California regulators will trial lighter-touch auditing methods for rice farming offset projects in a move that could eventually make it easier for such initiatives to earn carbon credits.
Under California’s pilot programme, the state government will pay auditors to conduct alternative verifications during the first two reporting periods of participating rice farming offset projects, as well as the regulatory verification, ARB said in an emailed notice.
The trial aims to “compare the rigor” of alternatives to determine whether “less comprehensive verification methods may be incorporated into a future version of the Compliance Offset Protocol Rice Cultivation Projects”.
The regulatory verification and alternative verification will be conducted by different verification bodies, ARB said, adding that the alternative method will be conducted solely for evaluation purposes and cannot be used for the issuance of ARB offset credits under the pilot programme.
ARB will also itself audit the all of the verifications under the initiative.

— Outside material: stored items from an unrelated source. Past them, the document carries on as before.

//! Server bootstrap.

use std::path::PathBuf;
use std::sync::Arc;

use anyhow::{Context, Result};
use axum::Router;
use tower_http::cors::CorsLayer;

use super::api::{self, AppState, SharedState};
use crate::workspace::executor::ExecutorConfig;

/// Configuration for the workbench server.
pub struct ServerConfig {
    pub port: u16,
    pub workspaces_root: PathBuf,
    pub executor: ExecutorConfig,
}

impl Default for ServerConfig {
    fn default() -> Self {
        Self {
            port: 3000,
            workspaces_root: PathBuf::from("workspaces"),
            executor: ExecutorConfig::default(),
        }
    }
}

/// Build the application router. The browser editor is served from a
/// different origin, so CORS is permissive.
pub fn build_router(state: SharedState) -> Router {
    api::api_router()
        .layer(CorsLayer::permissive())
        .with_state(state)
}

/// Start the workbench server.
pub async fn start_server(config: ServerConfig) -> Result<()> {
    std::fs::create_dir_all(&config.workspaces_root)
        .context("Failed to create workspaces root directory")?;
    let workspaces_root = config
        .workspaces_root
        .canonicalize()
        .context("Failed to resolve workspaces root directory")?;

    let state = Arc::new(AppState::new(workspaces_root.clone(), config.executor));
    let app = build_router(state);

    let addr = format!("127.0.0.1:{}", config.port);
    let listener = tokio::net::TcpListener::bind(&addr)
        .await
        .with_context(|| format!("Failed to bind to {}", addr))?;

    let local_addr = listener.local_addr()?;
    tracing::info!(addr = %local_addr, workspaces = %workspaces_root.display(), "workbench running");

    axum::serve(listener, app)
        .with_graceful_shutdown(shutdown_signal())
        .await
        .context("Server error")?;

    tracing::info!("server shut down gracefully");
    Ok(())
}

async fn shutdown_signal() {
    tokio::signal::ctrl_c()
        .await
        .expect("Failed to install Ctrl+C handler");
    tracing::info!("shutting down");
}
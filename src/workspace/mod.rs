//! Workspace management — the command-execution core.
//!
//! ## Overview
//!
//! A workspace is an isolated on-disk checkout for one `(owner, repo)`
//! pair. This module keeps checkouts synchronized with their remote and
//! executes shell commands inside them, including long-running dev servers
//! tracked across requests.
//!
//! ## Module Map
//!
//! ```text
//! ┌──────────┐   HTTP   ┌─────────────────────────────────────────────────┐
//! │  Client  │ ───────> │  service::api  (route handlers, AppState)       │
//! └──────────┘          │         │                                       │
//!                       │         │ CommandExecutor::execute()            │
//!                       │         v                                       │
//!                       │  executor.rs  (classification dispatch)         │
//!                       │    │ store.rs     WorkspaceStore + per-path     │
//!                       │    │              locks                         │
//!                       │    │ sync.rs      clone / fetch+reset / no-op   │
//!                       │    │ registry.rs  one tracked dev server per    │
//!                       │    │              workspace                     │
//!                       │    │ reader.rs    line scanner for ready/port   │
//!                       │    │              detection                     │
//!                       │    └ files.rs     scoped read/write/list        │
//!                       └─────────────────────────────────────────────────┘
//! ```

pub mod executor;
pub mod files;
pub mod reader;
pub mod registry;
pub mod store;
pub mod sync;
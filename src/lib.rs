pub mod command;
pub mod errors;
pub mod service;
pub mod workspace;
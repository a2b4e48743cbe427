//! Command classification.
//!
//! Every incoming command line is parsed into a closed tagged enum before
//! dispatch, so the executor is a match over four variants instead of a
//! chain of prefix checks. Precedence is fixed: git, then install, then
//! dev-server, then generic.

/// Classification of a raw command line.
#[derive(Debug, Clone, PartialEq, Eq)]
pub enum CommandKind {
    /// `git <subcommand> [args...]`
    Git {
        subcommand: String,
        args: Vec<String>,
    },
    /// A dependency install (`npm install`, `npm ci`, `yarn`, `pnpm install`).
    Install,
    /// A long-running dev server (`npm run dev`, `npm start`, `yarn dev`).
    DevServer,
    /// Anything else; executed verbatim through the shell.
    Generic,
}

/// Split a command line into tokens, honoring single and double quotes so
/// a commit message like `-m "add feature"` stays one argument. Anything
/// fancier (escapes, expansion) is left to the shell, which is what
/// ultimately runs the command.
fn tokenize(raw: &str) -> Vec<String> {
    let mut tokens = Vec::new();
    let mut current = String::new();
    let mut quote: Option<char> = None;
    for c in raw.chars() {
        match quote {
            Some(q) => {
                if c == q {
                    quote = None;
                } else {
                    current.push(c);
                }
            }
            None => match c {
                '\'' | '"' => quote = Some(c),
                c if c.is_whitespace() => {
                    if !current.is_empty() {
                        tokens.push(std::mem::take(&mut current));
                    }
                }
                _ => current.push(c),
            },
        }
    }
    if !current.is_empty() {
        tokens.push(current);
    }
    tokens
}

/// Parse a raw command line into its classification.
pub fn classify(raw: &str) -> CommandKind {
    let tokens = tokenize(raw);
    let Some(first) = tokens.first().map(|s| s.as_str()) else {
        return CommandKind::Generic;
    };

    if first == "git" {
        let subcommand = tokens.get(1).cloned().unwrap_or_default();
        let args = tokens.iter().skip(2).cloned().collect();
        return CommandKind::Git { subcommand, args };
    }

    let second = tokens.get(1).map(|s| s.as_str());
    match (first, second) {
        ("npm", Some("install")) | ("npm", Some("ci")) => CommandKind::Install,
        ("yarn", None) | ("yarn", Some("install")) | ("pnpm", Some("install")) => {
            CommandKind::Install
        }
        ("npm", Some("start")) => CommandKind::DevServer,
        ("npm", Some("run")) if tokens.get(2).map(|s| s.as_str()) == Some("dev") => {
            CommandKind::DevServer
        }
        ("yarn", Some("dev")) | ("pnpm", Some("dev")) => CommandKind::DevServer,
        _ => CommandKind::Generic,
    }
}

/// Extract the commit message from `git commit` arguments.
///
/// Understands `-m msg`, `--message msg` and `--message=msg`. Falls back
/// to `"Update files"` when no message can be recovered, so a commit
/// issued through the API never fails for want of a message.
pub fn commit_message(args: &[String]) -> String {
    let mut iter = args.iter().peekable();
    while let Some(arg) = iter.next() {
        if arg == "-m" || arg == "--message" {
            if let Some(msg) = iter.peek() {
                return trim_quotes(msg).to_string();
            }
        } else if let Some(msg) = arg.strip_prefix("--message=") {
            return trim_quotes(msg).to_string();
        }
    }
    "Update files".to_string()
}

fn trim_quotes(s: &str) -> &str {
    let s = s.trim();
    s.strip_prefix('"')
        .and_then(|inner| inner.strip_suffix('"'))
        .or_else(|| {
            s.strip_prefix('\'')
                .and_then(|inner| inner.strip_suffix('\''))
        })
        .unwrap_or(s)
}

ARB are inviting developers interested in participating in the pilot to apply with details of their project no later than Mar. 31.
Last June, the ARB approved a rice growing offset protocol, allowing projects to be designed that could eventually earn carbon credits to be used in the state’s cap-and-trade scheme.
One project this month applied for 5,300 early action offsets, ARB data showed.
Experts say this protocol could pave the way for a wave of other farming initiatives to become eligible to generate offsets for use in California’s ETS.